During this period, all major technical points – the Ichimoku conversion line, baseline, cloud upper/lower limit, 21/90/200-day moving average line and Bollinger mid-band – were surpassed, and an upward trend was established.
This indicated a strong buying signal in technical charts – such as an Ichimoku triple bullish trend reversal, a band walk bullish signal and a Dow Theory upward trend – which can determine the strength of market conditions.
Fundamentally, there are also factors suggesting the continued rise of the USD/JPY pair, such as:
(1) the long-term tightening of monetary policy speculated by the US Federal Reserve, with Fed Chairman Jerome Powell stating that two more rate hikes are “appropriate” for this year.

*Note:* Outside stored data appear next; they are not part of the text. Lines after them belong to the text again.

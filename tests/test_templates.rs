// tests/test_templates.rs — Integration tests for viewpoint template generation.
//
// Exercises sphere sampling, bank construction and neighbor linking through
// the TrackedObject entry point, with factories that record or misbehave.

use regiontrack::object::{Model, ObjectId, Pose, TrackedObject};
use regiontrack::sphere::SphereSampling;
use regiontrack::template::{
    DescriptorFactory, NeighborRef, Template, TemplateDescriptor, TemplateFactory, TemplateLayout,
    TemplateRequest, TemplateTier,
};
use regiontrack::{Result, TrackError};

fn tracked(distances: &[f32]) -> TrackedObject<TemplateDescriptor> {
    let model = Model::from_euler(ObjectId(7), [0.0, 0.0, 400.0], [10.0, 20.0, 30.0], 1.0);
    TrackedObject::new(model, 0.55, distances.to_vec())
}

/// Moves the model to the requested viewpoint, the way a rendering factory does.
struct PosingFactory {
    calls: usize,
}

impl TemplateFactory for PosingFactory {
    type Template = TemplateDescriptor;

    fn create(&mut self, model: &mut Model, request: &TemplateRequest) -> Result<TemplateDescriptor> {
        self.calls += 1;
        let mut pose = Pose::identity();
        pose[(2, 3)] = request.distance;
        model.set_pose(pose);
        DescriptorFactory.create(model, request)
    }
}

/// Fails on the n-th request.
struct FailingFactory {
    remaining: usize,
}

impl TemplateFactory for FailingFactory {
    type Template = TemplateDescriptor;

    fn create(&mut self, model: &mut Model, request: &TemplateRequest) -> Result<TemplateDescriptor> {
        if self.remaining == 0 {
            return Err(TrackError::Factory("render target lost".into()));
        }
        self.remaining -= 1;
        model.set_pose(Pose::zeros());
        DescriptorFactory.create(model, request)
    }
}

// ===== Sphere =====

#[test]
fn sampled_directions_lie_in_range() {
    for sampling in [SphereSampling::base(), SphereSampling::subdivided()] {
        for dir in sampling.directions() {
            assert!((-180.0..=90.0).contains(&dir.elevation), "elevation {}", dir.elevation);
            assert!(dir.azimuth > -180.0 && dir.azimuth <= 180.0, "azimuth {}", dir.azimuth);
        }
    }
}

// ===== Bank sizes =====

#[test]
fn bank_sizes_follow_distances() {
    for distances in [vec![300.0], vec![200.0, 400.0, 600.0]] {
        let mut obj = tracked(&distances);
        obj.generate_templates(&mut DescriptorFactory).unwrap();
        let bank = obj.templates().unwrap();
        let d = distances.len();
        assert_eq!(bank.base().len(), 12 * 4 * d);
        assert_eq!(bank.neighbors().len(), 42 * 12 * d);
        assert_eq!(obj.template_views().len(), 12 * 4 * d);
        assert_eq!(bank.num_distances(), d);
    }
}

#[test]
fn empty_distance_list_generates_nothing() {
    let mut obj = tracked(&[]);
    obj.generate_templates(&mut DescriptorFactory).unwrap();
    let bank = obj.templates().unwrap();
    assert!(bank.base().is_empty());
    assert!(bank.neighbors().is_empty());
}

// ===== Linking =====

#[test]
fn every_base_template_gets_eighteen_links() {
    for distances in [vec![250.0], vec![200.0, 400.0, 600.0]] {
        let mut obj = tracked(&distances);
        obj.generate_templates(&mut DescriptorFactory).unwrap();
        let bank = obj.templates().unwrap();
        for t in bank.base().iter() {
            assert_eq!(t.neighbors.len(), 18);
        }
    }
}

#[test]
fn links_match_distance_and_adjacent_rotation() {
    let mut obj = tracked(&[200.0, 400.0, 600.0]);
    obj.generate_templates(&mut DescriptorFactory).unwrap();
    let bank = obj.templates().unwrap();

    for base in bank.base().iter() {
        for &r in &base.neighbors {
            let n = bank.neighbor(r).unwrap();
            assert_eq!(n.request.tier, TemplateTier::Neighbor);
            assert_eq!(n.request.distance, base.request.distance);
            // Same fine rotation, or one 30° step either way.
            let diff = (n.request.gamma - base.request.gamma).rem_euclid(360.0);
            assert!(diff == 0.0 || diff == 30.0 || diff == 330.0, "diff {diff}");
        }
        // Links come in triples: exact, next, previous.
        for triple in base.neighbors.chunks(3) {
            let g: Vec<f32> = triple.iter().map(|&r| bank.neighbor(r).unwrap().gamma()).collect();
            assert_eq!(g[0], base.request.gamma);
            assert_eq!((g[1] - g[0]).rem_euclid(360.0), 30.0);
            assert_eq!((g[0] - g[2]).rem_euclid(360.0), 30.0);
        }
    }
}

#[test]
fn links_point_at_nearby_directions() {
    let mut obj = tracked(&[400.0]);
    obj.generate_templates(&mut DescriptorFactory).unwrap();
    let bank = obj.templates().unwrap();
    let base = SphereSampling::base();
    let subdiv = SphereSampling::subdivided();

    let index_len = bank.neighbors().len();
    let per_direction = bank.neighbors().num_rotations() * bank.num_distances();
    for i in 0..base.len() {
        let t = bank.base().get(i, 0, 0).unwrap();
        for &NeighborRef(r) in &t.neighbors {
            assert!(r < index_len);
            let j = r / per_direction;
            let angle = base.vertex(i).normalize().dot(&subdiv.vertex(j).normalize());
            // Six closest subdivided vertices are all within ~45° of a base vertex.
            assert!(angle > 0.7, "base {i} linked to distant direction {j}");
        }
    }
}

// ===== Object lifecycle =====

#[test]
fn generation_resets_pose_moved_by_factory() {
    let mut obj = tracked(&[200.0, 400.0]);
    let initial = *obj.model().initial_pose();
    let mut factory = PosingFactory { calls: 0 };
    obj.generate_templates(&mut factory).unwrap();
    assert_eq!(factory.calls, (12 * 4 + 42 * 12) * 2);
    assert_eq!(obj.model().pose(), &initial);
}

#[test]
fn factory_failure_propagates_and_resets_pose() {
    let mut obj = tracked(&[200.0, 400.0, 600.0]);
    let initial = *obj.model().initial_pose();
    let err = obj
        .generate_templates(&mut FailingFactory { remaining: 100 })
        .unwrap_err();
    assert!(matches!(err, TrackError::Factory(_)));
    assert!(obj.templates().is_none());
    assert!(obj.template_views().is_empty());
    assert_eq!(obj.model().pose(), &initial);
}

#[test]
fn failure_keeps_previous_bank() {
    let mut obj = tracked(&[300.0]);
    obj.generate_templates(&mut DescriptorFactory).unwrap();
    assert!(obj.generate_templates(&mut FailingFactory { remaining: 3 }).is_err());
    assert_eq!(obj.templates().unwrap().base().len(), 48);
}

#[test]
fn invalid_layout_is_rejected() {
    let mut obj = tracked(&[300.0]);
    let layout = TemplateLayout {
        fine_rotation_step: 35,
        ..TemplateLayout::default()
    };
    let err = obj.generate_templates_with(&mut DescriptorFactory, &layout).unwrap_err();
    assert!(matches!(err, TrackError::InvalidLayout(_)));
}

#[test]
fn tracking_lost_flag_clears_on_reset() {
    let mut obj = tracked(&[300.0]);
    obj.set_tracking_lost(true);
    obj.model_mut().set_pose(Pose::zeros());
    obj.reset();
    assert!(!obj.is_tracking_lost());
    assert_eq!(obj.model().pose(), obj.model().initial_pose());
    assert_eq!(obj.id(), ObjectId(7));
}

(2) The long-term easing of monetary policy by the Bank of Japan (BOJ), with Governor Kazuo Ueda and Policy Board Member Seiji Adachi taking a dovish stance; and (3) the difference in direction of Japanese and American monetary policies against the backgrounds mentioned in (1) and (2).
(4) The expansion of interest rate differentials between Japan and other countries, with the European Central Bank, the Bank of England and the central banks of Australia, Canada, Switzerland, Norway and Turkiye all raising policy interest rates this week.
(5) The expected activation of the yen carry trade against the aforementioned background earning.
Based on these factors, the US dollar will remain bullish and the yen bearish as the main scenario.
This week, attention will be focused on the statements of Japanese, American, European and British officials at the European Central Bank’s ECB Forum on Central Banking in Sintra, Portugal that concludes on June 29.
In addition, care is needed regarding, among other things, the analysis of each Policy Board Member’s view of inflation at the BOJ’s financial policy meeting, to be released this week, as well as Japanese verbal intervention – statements to prevent the yen gaining too much strength.
The predicted range for the end of June to beginning of July for the USD/JPY pair is 141.75-145.25.